_Task directions_
Go through the data line by line from the top, retyping each exactly, and end with the line that contains "pub(crate) recv: Option<Arc<dyn".

═══

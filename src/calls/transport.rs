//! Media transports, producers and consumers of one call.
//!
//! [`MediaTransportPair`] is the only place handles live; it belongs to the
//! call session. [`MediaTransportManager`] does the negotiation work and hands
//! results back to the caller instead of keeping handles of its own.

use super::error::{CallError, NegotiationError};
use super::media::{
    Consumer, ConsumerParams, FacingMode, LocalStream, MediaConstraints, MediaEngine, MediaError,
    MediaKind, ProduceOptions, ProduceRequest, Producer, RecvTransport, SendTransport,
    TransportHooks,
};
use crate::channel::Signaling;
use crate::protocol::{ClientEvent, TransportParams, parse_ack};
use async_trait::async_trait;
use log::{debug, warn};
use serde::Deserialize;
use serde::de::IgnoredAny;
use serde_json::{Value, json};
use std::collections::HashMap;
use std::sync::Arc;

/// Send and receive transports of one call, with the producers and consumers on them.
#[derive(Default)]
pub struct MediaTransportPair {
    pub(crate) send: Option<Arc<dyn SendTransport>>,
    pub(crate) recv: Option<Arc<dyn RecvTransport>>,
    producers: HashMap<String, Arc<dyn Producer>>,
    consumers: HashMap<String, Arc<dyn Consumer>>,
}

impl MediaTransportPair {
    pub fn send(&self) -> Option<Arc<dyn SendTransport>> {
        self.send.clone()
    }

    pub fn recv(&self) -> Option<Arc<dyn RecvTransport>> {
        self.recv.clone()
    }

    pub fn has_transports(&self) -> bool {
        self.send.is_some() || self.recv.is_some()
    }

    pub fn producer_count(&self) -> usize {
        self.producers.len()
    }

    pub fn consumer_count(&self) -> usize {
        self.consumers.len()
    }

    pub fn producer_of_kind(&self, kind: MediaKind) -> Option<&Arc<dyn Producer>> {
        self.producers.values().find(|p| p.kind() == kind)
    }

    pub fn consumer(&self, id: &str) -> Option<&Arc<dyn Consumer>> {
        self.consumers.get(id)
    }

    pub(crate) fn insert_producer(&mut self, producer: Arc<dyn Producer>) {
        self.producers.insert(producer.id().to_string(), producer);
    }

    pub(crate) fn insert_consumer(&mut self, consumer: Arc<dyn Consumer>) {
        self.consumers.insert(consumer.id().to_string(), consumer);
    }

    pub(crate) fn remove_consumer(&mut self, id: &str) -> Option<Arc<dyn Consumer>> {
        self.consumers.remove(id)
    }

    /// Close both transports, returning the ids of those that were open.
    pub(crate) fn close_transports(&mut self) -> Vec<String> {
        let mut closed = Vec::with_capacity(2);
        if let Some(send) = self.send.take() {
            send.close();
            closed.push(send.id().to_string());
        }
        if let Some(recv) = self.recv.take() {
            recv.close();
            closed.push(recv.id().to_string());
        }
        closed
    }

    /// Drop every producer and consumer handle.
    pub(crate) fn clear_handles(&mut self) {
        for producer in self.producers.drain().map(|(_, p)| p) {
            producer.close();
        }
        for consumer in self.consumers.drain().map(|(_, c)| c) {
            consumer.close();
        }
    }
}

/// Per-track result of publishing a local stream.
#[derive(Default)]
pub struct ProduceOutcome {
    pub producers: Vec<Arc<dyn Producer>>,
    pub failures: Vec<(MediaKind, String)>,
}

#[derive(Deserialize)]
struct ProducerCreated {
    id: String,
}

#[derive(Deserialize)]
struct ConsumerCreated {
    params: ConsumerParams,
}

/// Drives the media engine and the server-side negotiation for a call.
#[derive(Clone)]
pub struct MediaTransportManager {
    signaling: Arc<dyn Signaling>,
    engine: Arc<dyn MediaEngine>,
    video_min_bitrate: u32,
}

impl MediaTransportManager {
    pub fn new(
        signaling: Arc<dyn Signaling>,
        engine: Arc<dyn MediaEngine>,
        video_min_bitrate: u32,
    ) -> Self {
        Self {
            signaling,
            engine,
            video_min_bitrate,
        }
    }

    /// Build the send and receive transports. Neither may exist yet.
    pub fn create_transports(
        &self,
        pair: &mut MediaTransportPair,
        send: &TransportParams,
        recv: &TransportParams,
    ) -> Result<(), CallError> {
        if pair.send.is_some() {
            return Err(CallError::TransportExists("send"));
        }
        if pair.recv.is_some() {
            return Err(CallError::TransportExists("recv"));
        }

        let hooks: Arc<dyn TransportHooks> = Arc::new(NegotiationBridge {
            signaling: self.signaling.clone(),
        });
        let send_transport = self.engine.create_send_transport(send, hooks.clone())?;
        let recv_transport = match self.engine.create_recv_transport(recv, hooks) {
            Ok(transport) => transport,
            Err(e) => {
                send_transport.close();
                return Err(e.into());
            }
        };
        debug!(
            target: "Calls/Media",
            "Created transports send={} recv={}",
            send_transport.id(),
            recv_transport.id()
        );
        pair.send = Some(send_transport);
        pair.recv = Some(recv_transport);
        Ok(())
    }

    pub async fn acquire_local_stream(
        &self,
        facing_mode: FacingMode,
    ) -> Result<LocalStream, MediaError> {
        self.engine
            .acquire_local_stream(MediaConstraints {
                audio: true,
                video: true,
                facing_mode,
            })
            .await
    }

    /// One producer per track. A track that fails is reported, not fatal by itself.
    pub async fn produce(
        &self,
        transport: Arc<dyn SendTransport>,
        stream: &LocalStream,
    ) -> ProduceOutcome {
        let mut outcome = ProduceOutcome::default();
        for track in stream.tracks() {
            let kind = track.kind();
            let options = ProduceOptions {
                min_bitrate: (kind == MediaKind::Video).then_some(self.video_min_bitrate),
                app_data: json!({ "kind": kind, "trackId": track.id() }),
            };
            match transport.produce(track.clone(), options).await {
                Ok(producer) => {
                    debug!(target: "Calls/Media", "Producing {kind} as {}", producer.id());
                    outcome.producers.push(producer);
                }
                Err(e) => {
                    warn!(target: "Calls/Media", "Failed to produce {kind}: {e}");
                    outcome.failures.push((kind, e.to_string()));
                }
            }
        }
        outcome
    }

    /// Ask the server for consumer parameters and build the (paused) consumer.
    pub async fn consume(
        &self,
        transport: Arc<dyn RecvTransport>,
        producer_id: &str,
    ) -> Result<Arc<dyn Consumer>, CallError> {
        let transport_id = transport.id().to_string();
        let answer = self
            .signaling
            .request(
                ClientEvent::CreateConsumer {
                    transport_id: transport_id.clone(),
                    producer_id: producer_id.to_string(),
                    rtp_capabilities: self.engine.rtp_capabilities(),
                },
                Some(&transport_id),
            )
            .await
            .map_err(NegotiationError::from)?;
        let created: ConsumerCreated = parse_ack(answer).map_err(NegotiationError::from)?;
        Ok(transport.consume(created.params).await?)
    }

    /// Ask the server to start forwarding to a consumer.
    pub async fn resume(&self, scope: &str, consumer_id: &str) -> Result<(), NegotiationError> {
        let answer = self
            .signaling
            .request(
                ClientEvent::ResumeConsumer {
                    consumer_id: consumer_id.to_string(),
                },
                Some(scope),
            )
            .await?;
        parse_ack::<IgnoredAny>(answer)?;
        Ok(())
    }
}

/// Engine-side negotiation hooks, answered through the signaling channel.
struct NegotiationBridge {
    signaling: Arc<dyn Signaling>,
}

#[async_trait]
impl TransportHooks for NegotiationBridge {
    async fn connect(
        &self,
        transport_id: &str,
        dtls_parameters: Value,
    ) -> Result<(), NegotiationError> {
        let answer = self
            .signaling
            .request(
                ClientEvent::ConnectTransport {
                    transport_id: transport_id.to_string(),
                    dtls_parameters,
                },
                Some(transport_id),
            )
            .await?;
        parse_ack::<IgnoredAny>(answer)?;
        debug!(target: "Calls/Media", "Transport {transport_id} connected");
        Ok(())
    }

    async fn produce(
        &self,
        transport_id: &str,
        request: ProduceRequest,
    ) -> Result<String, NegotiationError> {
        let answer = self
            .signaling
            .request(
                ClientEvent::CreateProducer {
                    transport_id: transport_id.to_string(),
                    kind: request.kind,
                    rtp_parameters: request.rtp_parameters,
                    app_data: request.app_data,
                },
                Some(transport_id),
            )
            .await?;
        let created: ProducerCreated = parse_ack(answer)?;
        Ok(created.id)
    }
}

═══

_Written response_
filename src/calls/transport.rs
//! Media transports, producers and consumers of one call.
//!
//! [`MediaTransportPair`] is the only place handles live; it belongs to the
//! call session. [`MediaTransportManager`] does the negotiation work and hands
//! results back to the caller instead of keeping handles of its own.

use super::error::{CallError, NegotiationError};
use super::media::{
    Consumer, ConsumerParams, FacingMode, LocalStream, MediaConstraints, MediaEngine, MediaError,
    MediaKind, ProduceOptions, ProduceRequest, Producer, RecvTransport, SendTransport,
    TransportHooks,
};
use crate::channel::Signaling;
use crate::protocol::{ClientEvent, TransportParams, parse_ack};
use async_trait::async_trait;
use log::{debug, warn};
use serde::Deserialize;
use serde::de::IgnoredAny;
use serde_json::{Value, json};
use std::collections::HashMap;
use std::sync::Arc;

/// Send and receive transports of one call, with the producers and consumers on them.
#[derive(Default)]
pub struct MediaTransportPair {
    pub(crate) send: Option<Arc<dyn SendTransport>>,
    pub(crate) recv: Option<Arc<dyn RecvTransport>>,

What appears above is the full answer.